Input:
===

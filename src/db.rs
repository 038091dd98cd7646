//! Database coordinator
//!
//! Owns the catalog and the process-wide WAL fsync ticker, and carries
//! the auth mode derived from the config. One instance per process,
//! shared by every connection.

use std::sync::Arc;
use std::thread::JoinHandle;
use std::time::Duration;

use crossbeam::channel::{bounded, tick, Sender};
use crossbeam::select;
use parking_lot::Mutex;
use tracing::{info, warn};

use crate::catalog::Catalog;
use crate::config::{Config, WalFsync};
use crate::error::Result;

/// Process-wide database state
pub struct Database {
    config: Config,
    catalog: Arc<Catalog>,
    auth_enabled: bool,
    ticker: Mutex<Option<FsyncTicker>>,
}

struct FsyncTicker {
    stop: Sender<()>,
    handle: JoinHandle<()>,
}

impl Database {
    /// Open the database: bootstrap the catalog, install the configured
    /// admin (config wins over any stored password), start the fsync
    /// ticker if the policy is periodic
    pub fn open(config: Config) -> Result<Arc<Self>> {
        let catalog = Arc::new(Catalog::open(&config.data_dir, config.engine_config())?);

        let auth_enabled = match &config.auth {
            Some(auth) => {
                catalog.ensure_admin(&auth.username, &auth.password)?;
                true
            }
            None => false,
        };

        let ticker = if config.wal_fsync == WalFsync::Periodic {
            Some(spawn_fsync_ticker(
                catalog.clone(),
                config.wal_fsync_interval_ms,
            )?)
        } else {
            None
        };

        info!(
            data_dir = %config.data_dir.display(),
            auth = auth_enabled,
            "database open"
        );
        Ok(Arc::new(Self {
            config,
            catalog,
            auth_enabled,
            ticker: Mutex::new(ticker),
        }))
    }

    pub fn config(&self) -> &Config {
        &self.config
    }

    pub fn catalog(&self) -> &Catalog {
        &self.catalog
    }

    pub fn auth_enabled(&self) -> bool {
        self.auth_enabled
    }

    /// Stop the ticker and fsync every open WAL
    pub fn shutdown(&self) {
        if let Some(ticker) = self.ticker.lock().take() {
            let _ = ticker.stop.send(());
            let _ = ticker.handle.join();
        }
        for engine in self.catalog.open_engines() {
            if let Err(e) = engine.sync() {
                warn!(error = %e, "WAL sync failed during shutdown");
            }
        }
        info!("database shut down");
    }
}

impl Drop for Database {
    fn drop(&mut self) {
        self.shutdown();
    }
}

/// One process-wide ticker drives the `periodic` fsync policy for every
/// open table engine
fn spawn_fsync_ticker(catalog: Arc<Catalog>, interval_ms: u64) -> Result<FsyncTicker> {
    let (stop, stopped) = bounded::<()>(1);
    let ticks = tick(Duration::from_millis(interval_ms.max(1)));

    let handle = std::thread::Builder::new()
        .name("lodedb-wal-fsync".to_string())
        .spawn(move || loop {
            select! {
                recv(ticks) -> _ => {
                    for engine in catalog.open_engines() {
                        if let Err(e) = engine.wal_tick() {
                            warn!(error = %e, "periodic WAL fsync failed");
                        }
                    }
                }
                recv(stopped) -> _ => break,
            }
        })
        .map_err(|e| crate::error::LodeError::Internal(format!("cannot spawn ticker: {}", e)))?;

    Ok(FsyncTicker { stop, handle })
}
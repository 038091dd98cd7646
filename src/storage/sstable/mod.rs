//! SSTable Module
//!
//! Sorted String Table — immutable on-disk sorted row storage, one file
//! per flush (`sst-<seq>.dat`).
//!
//! ## File format
//! ```text
//! ┌──────────────────────────────────────────────────────────┐
//! │ Header (6 bytes)                                         │
//! │   Magic: u32_le (4) | Version: u16_le (2)                │
//! ├──────────────────────────────────────────────────────────┤
//! │ Body (variable)                                          │
//! │   framed records in ascending pk order                   │
//! │   (same codec as the WAL; DELETE records are tombstones) │
//! ├──────────────────────────────────────────────────────────┤
//! │ Sparse index (variable)                                  │
//! │   varuint(count) { Offset: u64_le | pk value }           │
//! │   one entry per `sstableIndexStride` records             │
//! ├──────────────────────────────────────────────────────────┤
//! │ Footer (20 bytes)                                        │
//! │   IndexOffset: u64_le | RecordCount: u64_le | Magic: u32 │
//! └──────────────────────────────────────────────────────────┘
//! ```
//!
//! The builder writes to `sst-<seq>.dat.tmp` and renames into place after
//! an fsync; the rename is the only commit point. Recovery deletes any
//! leftover `.tmp` files.

mod builder;
mod reader;

pub use builder::SSTableBuilder;
pub use reader::SSTableReader;

/// Magic bytes identifying a LodeDB SSTable file ("LODE")
pub(crate) const MAGIC: u32 = 0x4C4F_4445;

/// Current SSTable format version
pub(crate) const VERSION: u16 = 1;

/// Header size: Magic (4) + Version (2)
pub(crate) const HEADER_SIZE: u64 = 6;

/// Footer size: IndexOffset (8) + RecordCount (8) + Magic (4)
pub(crate) const FOOTER_SIZE: u64 = 20;
//! Benchmarks for LodeDB storage operations

use criterion::{criterion_group, criterion_main, BatchSize, Criterion};
use lodedb::config::{Config, WalFsync};
use lodedb::value::{Row, Value};
use lodedb::TableEngine;
use tempfile::TempDir;

fn bench_engine(fsync: WalFsync) -> (TempDir, TableEngine) {
    let temp = TempDir::new().unwrap();
    let mut cfg = Config::default().engine_config();
    cfg.wal_fsync = fsync;
    let engine = TableEngine::open(temp.path().to_path_buf(), cfg).unwrap();
    (temp, engine)
}

fn row(pk: i64) -> Row {
    let mut row = Row::new();
    row.insert("id".into(), Value::Int(pk));
    row.insert("name".into(), Value::Varchar(format!("user-{}", pk)));
    row.insert("active".into(), Value::Bool(pk % 2 == 0));
    row
}

fn storage_benchmarks(c: &mut Criterion) {
    c.bench_function("put_sequential", |b| {
        let (_temp, engine) = bench_engine(WalFsync::Off);
        let mut pk = 0i64;
        b.iter(|| {
            engine.put(Value::Int(pk), row(pk)).unwrap();
            pk += 1;
        });
    });

    c.bench_function("get_from_memtable", |b| {
        let (_temp, engine) = bench_engine(WalFsync::Off);
        for pk in 0..10_000 {
            engine.put(Value::Int(pk), row(pk)).unwrap();
        }
        let mut pk = 0i64;
        b.iter(|| {
            let hit = engine.get(&Value::Int(pk % 10_000)).unwrap();
            assert!(hit.is_some());
            pk += 1;
        });
    });

    c.bench_function("get_from_sstable", |b| {
        let (_temp, engine) = bench_engine(WalFsync::Off);
        for pk in 0..10_000 {
            engine.put(Value::Int(pk), row(pk)).unwrap();
        }
        engine.flush().unwrap();
        let mut pk = 0i64;
        b.iter(|| {
            let hit = engine.get(&Value::Int(pk % 10_000)).unwrap();
            assert!(hit.is_some());
            pk += 1;
        });
    });

    c.bench_function("scan_merged_1k", |b| {
        let (_temp, engine) = bench_engine(WalFsync::Off);
        for pk in 0..500 {
            engine.put(Value::Int(pk), row(pk)).unwrap();
        }
        engine.flush().unwrap();
        for pk in 500..1_000 {
            engine.put(Value::Int(pk), row(pk)).unwrap();
        }
        b.iter_batched(
            || (),
            |_| {
                let rows = engine.scan(false, None).unwrap();
                assert_eq!(rows.len(), 1_000);
            },
            BatchSize::SmallInput,
        );
    });
}

criterion_group!(benches, storage_benchmarks);
criterion_main!(benches);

===

Task to complete:
Reproduce all the records precisely.

Result of this task:
filename src/db.rs
repository 038091dd98cd7646
//! Database coordinator
//!
//! Owns the catalog and the process-wide WAL fsync ticker, and carries
//! the auth mode derived from the config. One instance per process,
//! shared by every connection.

use std::sync::Arc;
use std::thread::JoinHandle;
use std::time::Duration;

use crossbeam::channel::{bounded, tick, Sender};
use crossbeam::select;
use parking_lot::Mutex;
use tracing::{info, warn};

use crate::catalog::Catalog;
use crate::config::{Config, WalFsync};
use crate::error::Result;

/// Process-wide database state
pub struct Database {
    config: Config,
    catalog: Arc<Catalog>,
    auth_enabled: bool,
    ticker: Mutex<Option<FsyncTicker>>,
}

struct FsyncTicker {
    stop: Sender<()>,
    handle: JoinHandle<()>,
}

impl Database {
    /// Open the database: bootstrap the catalog, install the configured
    /// admin (config wins over any stored password), start the fsync
    /// ticker if the policy is periodic
    pub fn open(config: Config) -> Result<Arc<Self>> {
        let catalog = Arc::new(Catalog::open(&config.data_dir, config.engine_config())?);

        let auth_enabled = match &config.auth {
            Some(auth) => {
                catalog.ensure_admin(&auth.username, &auth.password)?;
                true
            }
            None => false,
        };

        let ticker = if config.wal_fsync == WalFsync::Periodic {
            Some(spawn_fsync_ticker(
                catalog.clone(),
                config.wal_fsync_interval_ms,
            )?)
        } else {
            None
        };

        info!(
            data_dir = %config.data_dir.display(),
            auth = auth_enabled,
            "database open"
        );
        Ok(Arc::new(Self {
            config,
            catalog,
            auth_enabled,
            ticker: Mutex::new(ticker),
        }))
    }

    pub fn config(&self) -> &Config {
        &self.config
    }

    pub fn catalog(&self) -> &Catalog {
        &self.catalog
    }

    pub fn auth_enabled(&self) -> bool {
        self.auth_enabled
    }

    /// Stop the ticker and fsync every open WAL
    pub fn shutdown(&self) {
        if let Some(ticker) = self.ticker.lock().take() {
            let _ = ticker.stop.send(());
            let _ = ticker.handle.join();
        }
        for engine in self.catalog.open_engines() {
            if let Err(e) = engine.sync() {
                warn!(error = %e, "WAL sync failed during shutdown");
            }
        }
        info!("database shut down");
    }
}

impl Drop for Database {
    fn drop(&mut self) {
        self.shutdown();
    }
}

/// One process-wide ticker drives the `periodic` fsync policy for every
/// open table engine
fn spawn_fsync_ticker(catalog: Arc<Catalog>, interval_ms: u64) -> Result<FsyncTicker> {
    let (stop, stopped) = bounded::<()>(1);
    let ticks = tick(Duration::from_millis(interval_ms.max(1)));

    let handle = std::thread::Builder::new()
        .name("lodedb-wal-fsync".to_string())
        .spawn(move || loop {
            select! {
                recv(ticks) -> _ => {
                    for engine in catalog.open_engines() {
                        if let Err(e) = engine.wal_tick() {
                            warn!(error = %e, "periodic WAL fsync failed");
                        }
                    }
                }
                recv(stopped) -> _ => break,
            }
        })
        .map_err(|e| crate::error::LodeError::Internal(format!("cannot spawn ticker: {}", e)))?;

    Ok(FsyncTicker { stop, handle })
}
repository 038091dd98cd7646
filename src/storage/sstable/mod.rs
//! SSTable Module
//!
//! Sorted String Table — immutable on-disk sorted row storage, one file
//! per flush (`sst-<seq>.dat`).
//!
//! ## File format
//! ```text
//! ┌──────────────────────────────────────────────────────────┐
//! │ Header (6 bytes)                                         │
//! │   Magic: u32_le (4) | Version: u16_le (2)                │
//! ├──────────────────────────────────────────────────────────┤
//! │ Body (variable)                                          │
//! │   framed records in ascending pk order                   │
//! │   (same codec as the WAL; DELETE records are tombstones) │
//! ├──────────────────────────────────────────────────────────┤
//! │ Sparse index (variable)                                  │
//! │   varuint(count) { Offset: u64_le | pk value }           │
//! │   one entry per `sstableIndexStride` records             │
//! ├──────────────────────────────────────────────────────────┤
//! │ Footer (20 bytes)                                        │
//! │   IndexOffset: u64_le | RecordCount: u64_le | Magic: u32 │
//! └──────────────────────────────────────────────────────────┘
//! ```
//!
//! The builder writes to `sst-<seq>.dat.tmp` and renames into place after
//! an fsync; the rename is the only commit point. Recovery deletes any
//! leftover `.tmp` files.

mod builder;
mod reader;

pub use builder::SSTableBuilder;
pub use reader::SSTableReader;

/// Magic bytes identifying a LodeDB SSTable file ("LODE")
pub(crate) const MAGIC: u32 = 0x4C4F_4445;

/// Current SSTable format version
pub(crate) const VERSION: u16 = 1;

/// Header size: Magic (4) + Version (2)
pub(crate) const HEADER_SIZE: u64 = 6;

/// Footer size: IndexOffset (8) + RecordCount (8) + Magic (4)
pub(crate) const FOOTER_SIZE: u64 = 20;
//! Benchmarks for LodeDB storage operations

use criterion::{criterion_group, criterion_main, BatchSize, Criterion};
use lodedb::config::{Config, WalFsync};
use lodedb::value::{Row, Value};
use lodedb::TableEngine;
use tempfile::TempDir;

fn bench_engine(fsync: WalFsync) -> (TempDir, TableEngine) {
    let temp = TempDir::new().unwrap();
    let mut cfg = Config::default().engine_config();
    cfg.wal_fsync = fsync;
    let engine = TableEngine::open(temp.path().to_path_buf(), cfg).unwrap();
    (temp, engine)
}

fn row(pk: i64) -> Row {
    let mut row = Row::new();
    row.insert("id".into(), Value::Int(pk));
    row.insert("name".into(), Value::Varchar(format!("user-{}", pk)));
    row.insert("active".into(), Value::Bool(pk % 2 == 0));
    row
}

fn storage_benchmarks(c: &mut Criterion) {
    c.bench_function("put_sequential", |b| {
        let (_temp, engine) = bench_engine(WalFsync::Off);
        let mut pk = 0i64;
        b.iter(|| {
            engine.put(Value::Int(pk), row(pk)).unwrap();
            pk += 1;
        });
    });

    c.bench_function("get_from_memtable", |b| {
        let (_temp, engine) = bench_engine(WalFsync::Off);
        for pk in 0..10_000 {
            engine.put(Value::Int(pk), row(pk)).unwrap();
        }
        let mut pk = 0i64;
        b.iter(|| {
            let hit = engine.get(&Value::Int(pk % 10_000)).unwrap();
            assert!(hit.is_some());
            pk += 1;
        });
    });

    c.bench_function("get_from_sstable", |b| {
        let (_temp, engine) = bench_engine(WalFsync::Off);
        for pk in 0..10_000 {
            engine.put(Value::Int(pk), row(pk)).unwrap();
        }
        engine.flush().unwrap();
        let mut pk = 0i64;
        b.iter(|| {
            let hit = engine.get(&Value::Int(pk % 10_000)).unwrap();
            assert!(hit.is_some());
            pk += 1;
        });
    });

    c.bench_function("scan_merged_1k", |b| {
        let (_temp, engine) = bench_engine(WalFsync::Off);
        for pk in 0..500 {
            engine.put(Value::Int(pk), row(pk)).unwrap();
        }
        engine.flush().unwrap();
        for pk in 500..1_000 {
            engine.put(Value::Int(pk), row(pk)).unwrap();
        }
        b.iter_batched(
            || (),
            |_| {
                let rows = engine.scan(false, None).unwrap();
                assert_eq!(rows.len(), 1_000);
            },
            BatchSize::SmallInput,
        );
    });
}

criterion_group!(benches, storage_benchmarks);
criterion_main!(benches);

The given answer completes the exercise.